Hit and Run... kinda?

I hit a milestone in my life last April: I bought my first car.

The car I had been driving, Booger as I so named him, died in a tragic thrown rod incident in January of 2008. I then had to borrow Little Shit’s Ford F350, Blackie, until a replacement could be found. Let me remind you I live in the tundra of the Midwest and (if you were not aware) pick-up trucks suck in the snow. I am also terribly short and this truck is ginormous. This was the worst three months of my driving life.

So over spring break I bought myself a 2008 Ford Focus SE in a beautiful shade of Kiwi Green. I named him Jamison and he is the love of my life next to my dog and Resee’s Peanut Butter Cups.

Alas -- most depressingly -- last Saturday Jamison was terribly violated in $900 worth of damage. And let me tell you, the story of this damage is one of the most ridiculous experiences of my life.

The roommate and I met up with some friends to celebrate Singles Awareness Day at the local bar. A fabulous time was had by all. A good friend of mine was our designated driver and Jamison was the designated car. We decided to stay at said designated driver’s place simply because they lived close to the bar (and it’s not fair making the sober one sleep in a random house).

I woke up the next morning to find a note on my car that said,

“I saw your car get hit by an SUV last night.
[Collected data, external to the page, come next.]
use std::path::Path;
use std::path::PathBuf;

use serde::Deserialize;
use serde::Serialize;

use crate::AcfvError;
use crate::AcfvResult;

/// Supported config file locations in discovery order (highest precedence
/// first).
pub const CONFIG_FILE_CANDIDATES: [&str; 3] = ["acfv.toml", ".acfv.toml", ".config/acfv.toml"];

/// Configuration loaded from an `acfv.toml` file.
///
/// ```toml
/// [site]
/// data = "site.json"
///
/// [render]
/// minify = true
/// locale = "de_DE"
/// date_format = "j. F Y"
///
/// [maps]
/// api_key = "AIza..."
/// script_url = "/assets/maps.min.js"
/// ```
#[derive(Debug, Clone, Default, Deserialize, Serialize, PartialEq, Eq)]
#[serde(default)]
pub struct AcfvConfig {
	pub site: SiteConfig,
	pub render: RenderConfig,
	pub maps: MapsConfig,
}

#[derive(Debug, Clone, Default, Deserialize, Serialize, PartialEq, Eq)]
#[serde(default)]
pub struct SiteConfig {
	/// Path of the JSON site document, relative to the project root.
	pub data: Option<PathBuf>,
}

/// Options that change the produced markup.
#[derive(Debug, Clone, Deserialize, Serialize, PartialEq, Eq)]
#[serde(default)]
pub struct RenderConfig {
	/// Strip `\t`, `\n` and `\r` from skeletons before values are
	/// inserted.
	pub minify: bool,
	/// Locale used when formatting dates, e.g. `en_US` or `fr_FR`.
	pub locale: String,
	/// Date format (PHP `date()` tokens) used for the post date and modified
	/// date pseudo-fields.
	pub date_format: String,
}

impl Default for RenderConfig {
	fn default() -> Self {
		Self {
			minify: true,
			locale: "en_US".to_string(),
			date_format: "F j, Y".to_string(),
		}
	}
}

#[derive(Debug, Clone, Deserialize, Serialize, PartialEq, Eq)]
#[serde(default)]
pub struct MapsConfig {
	/// Google Maps key. Map scripts are only printed when it is set.
	pub api_key: Option<String>,
	/// Script that initialises the rendered maps.
	pub script_url: String,
}

impl Default for MapsConfig {
	fn default() -> Self {
		Self {
			api_key: None,
			script_url: "maps.min.js".to_string(),
		}
	}
}

impl AcfvConfig {
	/// Resolve the first config file candidate that exists under `root`.
	pub fn resolve_path(root: &Path) -> Option<PathBuf> {
		CONFIG_FILE_CANDIDATES
			.iter()
			.map(|candidate| root.join(candidate))
			.find(|path| path.is_file())
	}

	/// Load the config from the first discovered config file at `root`.
	/// Returns `None` if no config file exists.
	pub fn load(root: &Path) -> AcfvResult<Option<AcfvConfig>> {
		let Some(config_path) = Self::resolve_path(root) else {
			return Ok(None);
		};

		let content = std::fs::read_to_string(&config_path)?;
		let config: AcfvConfig =
			toml::from_str(&content).map_err(|e| AcfvError::ConfigParse(e.to_string()))?;

		tracing::debug!(path = %config_path.display(), "loaded config");

		Ok(Some(config))
	}

	/// Absolute path of the configured site document, if any.
	pub fn site_path(&self, root: &Path) -> Option<PathBuf> {
		self.site.data.as_ref().map(|data| root.join(data))
	}
}
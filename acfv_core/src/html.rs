//! Escaping helpers and the fixed view templates.

/// Escape text for use inside an element.
pub fn esc_html(text: &str) -> String {
	html_escape::encode_quoted_attribute(text).into_owned()
}

/// Escape text for use inside a quoted attribute value.
pub fn esc_attr(text: &str) -> String {
	html_escape::encode_quoted_attribute(text).into_owned()
}

/// Remove the tab, newline and carriage return characters used to indent
/// preview markup.
pub fn strip_whitespace(markup: &str) -> String {
	markup.replace(['\t', '\n', '\r'], "")
}

const NEW_LINE: &str = "\r\n";

/// Outer wrapper of a view. `{object-id}` is left in place and substituted
/// once the data object is known.
pub fn view_wrapper(view_id: u64, classes: &str, content: &str) -> String {
	let classes = classes.trim();
	let classes = if classes.is_empty() {
		String::new()
	} else {
		format!(" {classes}")
	};

	format!(
		"<div class=\"acf-view acf-view--id--{} acf-view--object-id--{{object-id}}\">{NEW_LINE}{content}</div>{NEW_LINE}",
		esc_attr(&format!("{view_id}{classes}"))
	)
}

/// A labelled row holding one field slot.
pub fn view_row(tabs: &str, class: &str, label: &str, field: &str) -> String {
	let mut row = format!("{tabs}<div class=\"acf-view__row {}\">{NEW_LINE}", esc_attr(class));

	if !label.is_empty() {
		row.push_str(&format!(
			"{tabs}\t<div class=\"acf-view__label\">{}</div>{NEW_LINE}",
			esc_html(label)
		));
	}

	row.push_str(&format!(
		"{tabs}\t<div class=\"acf-view__field\">{}</div>{NEW_LINE}",
		esc_html(field)
	));
	row.push_str(&format!("{tabs}</div>{NEW_LINE}"));

	row
}

/// Append `item`, preceded by a delimiter span when `delimiter` is set and
/// `markup` already has content.
pub(crate) fn push_delimited(markup: &mut String, delimiter: &str, item: &str) {
	if !delimiter.is_empty() && !markup.is_empty() {
		markup.push_str(&format!("<span class='acf-view__delimiter'>{delimiter}</span>"));
	}

	markup.push_str(item);
}
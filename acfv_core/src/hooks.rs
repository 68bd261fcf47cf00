//! Filters that collaborators register to override field values and markup.
//!
//! Both chains run in fixed stages. The value chain runs generic, type, name
//! and then view filters. The markup chain runs generic, name, type (skipped
//! for synthetic types) and then view filters. Inside one stage filters run
//! in registration order.

use serde_json::Value;

use crate::FieldMeta;

pub type ValueFilter = Box<dyn Fn(Value, &FieldMeta, u64) -> Value>;
pub type MarkupFilter = Box<dyn Fn(String, &FieldMeta, &Value, u64) -> String>;

/// Which fields a filter applies to.
#[derive(Debug, Clone, PartialEq, Eq)]
pub enum HookScope {
	/// Every field.
	Any,
	/// Fields with this type tag, e.g. `image` or `_image_link`.
	Type(String),
	/// Fields with this name.
	Name(String),
	/// Fields rendered by this view.
	View(u64),
}

impl HookScope {
	fn matches(&self, meta: &FieldMeta, view_id: u64) -> bool {
		match self {
			Self::Any => true,
			Self::Type(tag) => tag == meta.type_name(),
			Self::Name(name) => name == meta.name(),
			Self::View(id) => *id == view_id,
		}
	}

	fn stage(&self) -> Stage {
		match self {
			Self::Any => Stage::Any,
			Self::Type(_) => Stage::Type,
			Self::Name(_) => Stage::Name,
			Self::View(_) => Stage::View,
		}
	}
}

#[derive(Debug, Clone, Copy, PartialEq, Eq)]
enum Stage {
	Any,
	Type,
	Name,
	View,
}

const VALUE_STAGES: [Stage; 4] = [Stage::Any, Stage::Type, Stage::Name, Stage::View];
const MARKUP_STAGES: [Stage; 4] = [Stage::Any, Stage::Name, Stage::Type, Stage::View];

#[derive(Default)]
pub struct FieldHooks {
	value_filters: Vec<(HookScope, ValueFilter)>,
	markup_filters: Vec<(HookScope, MarkupFilter)>,
}

impl std::fmt::Debug for FieldHooks {
	fn fmt(&self, f: &mut std::fmt::Formatter<'_>) -> std::fmt::Result {
		f.debug_struct("FieldHooks")
			.field("value_filters", &self.value_filters.len())
			.field("markup_filters", &self.markup_filters.len())
			.finish()
	}
}

impl FieldHooks {
	pub fn new() -> Self {
		Self::default()
	}

	pub fn add_value_filter(
		&mut self,
		scope: HookScope,
		filter: impl Fn(Value, &FieldMeta, u64) -> Value + 'static,
	) -> &mut Self {
		self.value_filters.push((scope, Box::new(filter)));
		self
	}

	pub fn add_markup_filter(
		&mut self,
		scope: HookScope,
		filter: impl Fn(String, &FieldMeta, &Value, u64) -> String + 'static,
	) -> &mut Self {
		self.markup_filters.push((scope, Box::new(filter)));
		self
	}

	pub fn is_empty(&self) -> bool {
		self.value_filters.is_empty() && self.markup_filters.is_empty()
	}

	pub(crate) fn apply_value(&self, meta: &FieldMeta, value: Value, view_id: u64) -> Value {
		let mut value = value;

		for stage in VALUE_STAGES {
			for (scope, filter) in &self.value_filters {
				if scope.stage() == stage && scope.matches(meta, view_id) {
					value = filter(value, meta, view_id);
				}
			}
		}

		value
	}

	pub(crate) fn apply_markup(
		&self,
		meta: &FieldMeta,
		markup: String,
		value: &Value,
		view_id: u64,
	) -> String {
		let mut markup = markup;

		for stage in MARKUP_STAGES {
			if stage == Stage::Type && meta.is_custom_type() {
				continue;
			}

			for (scope, filter) in &self.markup_filters {
				if scope.stage() == stage && scope.matches(meta, view_id) {
					markup = filter(markup, meta, value, view_id);
				}
			}
		}

		markup
	}
}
Call me for
info.

-Dumb Bitch*
123-456-7891**”

(Note: this was mistake #1 for the culprit.)

I look at the driver's side
of Jamison, nothing. I then proceed to walk around to the passenger side and see
this:




Holy shit! That’s not at all a “Oops-I-bumped-into-your-car-when-I-was-backing-up” kind of dent. That’s a “vroom-bam-eak!” kind of dent.

I called the phone number provided only to find out Dumb Bitch gave me the wrong number. (Now I would like to make it very clear that there was no way I could have mistaken any of the digits in the number provided for another number.) However, according to my friends whom I stayed with, there were two girls by the name of ‘Dumb Bitch' who lived next door. I compared the number given to me on the note to the phone numbers my friends had in their phones.

Ta-da! Dumb bitch changed one digit in her phone number to avoid me contacting her. (Mistake #2) After discovering this, I proceeded to look at every car in the apartment complex that had a license plate matching the state her number was from. It was then that I found (you guessed it) a fender adorning a lovely shade of kiwi green.

Needless to say, my car is not exactly a common shade of green. The chances of this car picking up some kiwi green residue in everyday driving is slim to none. After asking the friend, I also discovered that this was, in fact, Dumb Bitch’s vehicle. (Mistake #3)

So… after all this exhausting CSI work and being needlessly nice to Dumb Bitch on the phone, I was informed that she “has a lot of money and will pay for it.” (That is a direct quote.) I am now currently cheating on Jamison with a VW Beetle with heated seats while he recoups at my dealer's body shop.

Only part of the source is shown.